** RECORDS FOR THIS TASK follows **

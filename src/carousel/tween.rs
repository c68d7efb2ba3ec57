//! Interval interpolation: eased ramps sampled against wall-clock instants.
//!
//! A [`Tween`] never schedules anything on its own. The render loop samples it
//! once per frame and the tween reports [`TweenStep::Settled`] exactly once,
//! on the first sample at or past its end. Replacing a tween (dropping it)
//! never fires its completion.

use std::f32::consts::TAU;
use std::fmt;
use std::time::{Duration, Instant};

use serde::de::{self, Deserializer};
use serde::Deserialize;

/// Easing curves used by the carousel ramps.
#[derive(Debug, Clone, Copy, PartialEq)]
pub enum Easing {
    Linear,
    CubicInOut,
    ExpoInOut,
    /// Damped overshoot; `amplitude >= 1`, `period` in units of the ramp.
    ElasticOut { amplitude: f32, period: f32 },
}

impl Easing {
    pub const ELASTIC_OUT: Self = Self::ElasticOut {
        amplitude: 1.2,
        period: 1.0,
    };

    /// Maps linear time `t` in `[0, 1]` onto eased progress.
    ///
    /// Every curve hits exactly `0.0` at `t = 0` and exactly `1.0` at `t = 1`.
    pub fn apply(self, t: f32) -> f32 {
        let t = t.clamp(0.0, 1.0);
        if t <= 0.0 {
            return 0.0;
        }
        if t >= 1.0 {
            return 1.0;
        }
        match self {
            Self::Linear => t,
            Self::CubicInOut => {
                if t < 0.5 {
                    4.0 * t * t * t
                } else {
                    1.0 - (-2.0 * t + 2.0).powi(3) / 2.0
                }
            }
            Self::ExpoInOut => {
                let expo_in = |p: f32| 2f32.powf(10.0 * (p - 1.0));
                if t < 0.5 {
                    expo_in(t * 2.0) / 2.0
                } else {
                    1.0 - expo_in((1.0 - t) * 2.0) / 2.0
                }
            }
            Self::ElasticOut { amplitude, period } => {
                let amplitude = amplitude.max(1.0);
                let period = period.max(f32::EPSILON);
                let phase = period / TAU * (1.0 / amplitude).asin();
                amplitude * 2f32.powf(-10.0 * t) * ((t - phase) * TAU / period).sin() + 1.0
            }
        }
    }

    fn parse(raw: &str) -> Option<Self> {
        let trimmed = raw.trim();
        match trimmed {
            "linear" => return Some(Self::Linear),
            "cubic-in-out" => return Some(Self::CubicInOut),
            "expo-in-out" => return Some(Self::ExpoInOut),
            "elastic-out" => return Some(Self::ELASTIC_OUT),
            _ => {}
        }
        let args = trimmed.strip_prefix("elastic-out(")?.strip_suffix(')')?;
        let mut parts = args.split(',').map(|part| part.trim().parse::<f32>());
        let amplitude = parts.next()?.ok()?;
        let period = parts.next()?.ok()?;
        if parts.next().is_some() || !amplitude.is_finite() || !period.is_finite() || period <= 0.0
        {
            return None;
        }
        Some(Self::ElasticOut { amplitude, period })
    }
}

impl fmt::Display for Easing {
    fn fmt(&self, f: &mut fmt::Formatter<'_>) -> fmt::Result {
        match self {
            Self::Linear => f.write_str("linear"),
            Self::CubicInOut => f.write_str("cubic-in-out"),
            Self::ExpoInOut => f.write_str("expo-in-out"),
            Self::ElasticOut { amplitude, period } => {
                write!(f, "elastic-out({amplitude}, {period})")
            }
        }
    }
}

impl<'de> Deserialize<'de> for Easing {
    fn deserialize<D>(deserializer: D) -> Result<Self, D::Error>
    where
        D: Deserializer<'de>,
    {
        let raw = String::deserialize(deserializer)?;
        Self::parse(&raw).ok_or_else(|| {
            de::Error::invalid_value(
                de::Unexpected::Str(&raw),
                &"linear, cubic-in-out, expo-in-out, elastic-out or elastic-out(<amplitude>, <period>)",
            )
        })
    }
}

/// Result of sampling a [`Tween`].
#[derive(Debug, Clone, Copy, PartialEq)]
pub enum TweenStep {
    /// Still ramping; carries the current value.
    Running(f32),
    /// First sample at or past the end; carries exactly the target value.
    Settled(f32),
    /// Already reported settled on an earlier sample.
    Finished(f32),
}

impl TweenStep {
    pub fn value(self) -> f32 {
        match self {
            Self::Running(v) | Self::Settled(v) | Self::Finished(v) => v,
        }
    }
}

/// Eased ramp from `from` to `to` over `duration`, optionally delayed.
#[derive(Debug, Clone)]
pub struct Tween {
    from: f32,
    to: f32,
    delay: Duration,
    duration: Duration,
    easing: Easing,
    started_at: Instant,
    settled: bool,
}

impl Tween {
    pub fn new(from: f32, to: f32, duration: Duration, easing: Easing, now: Instant) -> Self {
        Self {
            from,
            to,
            delay: Duration::ZERO,
            duration,
            easing,
            started_at: now,
            settled: false,
        }
    }

    pub fn with_delay(mut self, delay: Duration) -> Self {
        self.delay = delay;
        self
    }

    /// Instant at which the ramp reaches its target.
    pub fn ends_at(&self) -> Instant {
        self.started_at + self.delay + self.duration
    }

    /// Pure read of the value at `now`, without touching completion state.
    pub fn value_at(&self, now: Instant) -> f32 {
        let local = now
            .saturating_duration_since(self.started_at)
            .saturating_sub(self.delay);
        if local >= self.duration {
            return self.to;
        }
        let t = local.as_secs_f32() / self.duration.as_secs_f32();
        self.from + (self.to - self.from) * self.easing.apply(t)
    }

    /// Samples the ramp, reporting completion once.
    pub fn poll(&mut self, now: Instant) -> TweenStep {
        if self.settled {
            return TweenStep::Finished(self.to);
        }
        if now >= self.ends_at() {
            self.settled = true;
            return TweenStep::Settled(self.to);
        }
        TweenStep::Running(self.value_at(now))
    }
}

/// A group of identical ramps whose starts are offset by `stagger` each.
#[derive(Debug, Clone)]
pub struct Stagger {
    tweens: Vec<Tween>,
}

impl Stagger {
    pub fn new(
        count: usize,
        from: f32,
        to: f32,
        duration: Duration,
        stagger: Duration,
        easing: Easing,
        now: Instant,
    ) -> Self {
        let tweens = (0..count)
            .map(|i| {
                let offset = stagger.saturating_mul(u32::try_from(i).unwrap_or(u32::MAX));
                Tween::new(from, to, duration, easing, now).with_delay(offset)
            })
            .collect();
        Self { tweens }
    }

    /// Samples every member; returns the values and whether all have settled.
    pub fn poll(&mut self, now: Instant) -> (Vec<f32>, bool) {
        let mut all_done = true;
        let values = self
            .tweens
            .iter_mut()
            .map(|tween| {
                let step = tween.poll(now);
                if matches!(step, TweenStep::Running(_)) {
                    all_done = false;
                }
                step.value()
            })
            .collect();
        (values, all_done)
    }
}

#[cfg(test)]
mod tests {
    use super::*;

    const ALL: [Easing; 4] = [
        Easing::Linear,
        Easing::CubicInOut,
        Easing::ExpoInOut,
        Easing::ELASTIC_OUT,
    ];

    #[test]
    fn easings_hit_their_endpoints() {
        for easing in ALL {
            assert_eq!(easing.apply(0.0), 0.0, "{easing}");
            assert_eq!(easing.apply(1.0), 1.0, "{easing}");
            assert_eq!(easing.apply(-3.0), 0.0, "{easing}");
            assert_eq!(easing.apply(7.0), 1.0, "{easing}");
        }
    }

    #[test]
    fn expo_in_out_is_monotonic_and_symmetric() {
        let mut last = 0.0;
        for i in 0..=200 {
            let v = Easing::ExpoInOut.apply(i as f32 / 200.0);
            assert!(v >= last, "expo-in-out decreased at step {i}");
            last = v;
        }
        assert!((Easing::ExpoInOut.apply(0.5) - 0.5).abs() < 1e-6);
    }

    #[test]
    fn elastic_out_overshoots() {
        let peak = (1..100)
            .map(|i| Easing::ELASTIC_OUT.apply(i as f32 / 100.0))
            .fold(f32::MIN, f32::max);
        assert!(peak > 1.0);
    }

    #[test]
    fn parses_easing_names() {
        let parsed: Vec<Easing> =
            serde_yaml::from_str("[linear, expo-in-out, elastic-out, \"elastic-out(1.5, 0.4)\"]")
                .unwrap();
        assert_eq!(
            parsed,
            vec![
                Easing::Linear,
                Easing::ExpoInOut,
                Easing::ELASTIC_OUT,
                Easing::ElasticOut {
                    amplitude: 1.5,
                    period: 0.4
                },
            ]
        );
        assert!(serde_yaml::from_str::<Easing>("bounce").is_err());
        assert!(serde_yaml::from_str::<Easing>("\"elastic-out(1.0, 0)\"").is_err());
    }

    #[test]
    fn tween_settles_exactly_once() {
        let start = Instant::now();
        let mut tween = Tween::new(0.0, 1.0, Duration::from_millis(100), Easing::Linear, start);
        assert!(matches!(
            tween.poll(start + Duration::from_millis(50)),
            TweenStep::Running(v) if (v - 0.5).abs() < 1e-3
        ));
        assert_eq!(
            tween.poll(start + Duration::from_millis(150)),
            TweenStep::Settled(1.0)
        );
        assert_eq!(
            tween.poll(start + Duration::from_millis(200)),
            TweenStep::Finished(1.0)
        );
    }

    #[test]
    fn delay_holds_the_start_value() {
        let start = Instant::now();
        let mut tween = Tween::new(0.0, 1.0, Duration::from_millis(100), Easing::Linear, start)
            .with_delay(Duration::from_millis(200));
        assert_eq!(
            tween.poll(start + Duration::from_millis(150)),
            TweenStep::Running(0.0)
        );
        assert_eq!(tween.ends_at(), start + Duration::from_millis(300));
    }

    #[test]
    fn replacing_a_tween_never_reports_its_completion() {
        let start = Instant::now();
        let mut slot = Some(Tween::new(
            0.0,
            1.0,
            Duration::from_millis(100),
            Easing::Linear,
            start,
        ));
        slot = Some(Tween::new(
            0.0,
            1.0,
            Duration::from_millis(500),
            Easing::Linear,
            start,
        ));
        let step = slot
            .as_mut()
            .map(|tween| tween.poll(start + Duration::from_millis(150)));
        assert!(matches!(step, Some(TweenStep::Running(_))));
    }

    #[test]
    fn stagger_offsets_each_member() {
        let start = Instant::now();
        let mut stagger = Stagger::new(
            3,
            1.0,
            0.0,
            Duration::from_millis(100),
            Duration::from_millis(20),
            Easing::Linear,
            start,
        );
        let (values, done) = stagger.poll(start + Duration::from_millis(50));
        assert!(!done);
        assert!(values[0] < values[1] && values[1] < values[2]);
        let (values, done) = stagger.poll(start + Duration::from_millis(140));
        assert!(done);
        assert_eq!(values, vec![0.0, 0.0, 0.0]);
    }
}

** End of RECORDS FOR THIS TASK **

Quote the records above from their first line through the line containing "if t <= 0.0", both ends included.

OUTPUT BELOW:
filename src/carousel/tween.rs
repository c68d7efb2ba3ec57
//! Interval interpolation: eased ramps sampled against wall-clock instants.
//!
//! A [`Tween`] never schedules anything on its own. The render loop samples it
//! once per frame and the tween reports [`TweenStep::Settled`] exactly once,
//! on the first sample at or past its end. Replacing a tween (dropping it)
//! never fires its completion.

use std::f32::consts::TAU;
use std::fmt;
use std::time::{Duration, Instant};

use serde::de::{self, Deserializer};
use serde::Deserialize;

/// Easing curves used by the carousel ramps.
#[derive(Debug, Clone, Copy, PartialEq)]
pub enum Easing {
    Linear,
    CubicInOut,
    ExpoInOut,
    /// Damped overshoot; `amplitude >= 1`, `period` in units of the ramp.
    ElasticOut { amplitude: f32, period: f32 },
}

impl Easing {
    pub const ELASTIC_OUT: Self = Self::ElasticOut {
        amplitude: 1.2,
        period: 1.0,
    };

    /// Maps linear time `t` in `[0, 1]` onto eased progress.
    ///
    /// Every curve hits exactly `0.0` at `t = 0` and exactly `1.0` at `t = 1`.
    pub fn apply(self, t: f32) -> f32 {
        let t = t.clamp(0.0, 1.0);
        if t <= 0.0 {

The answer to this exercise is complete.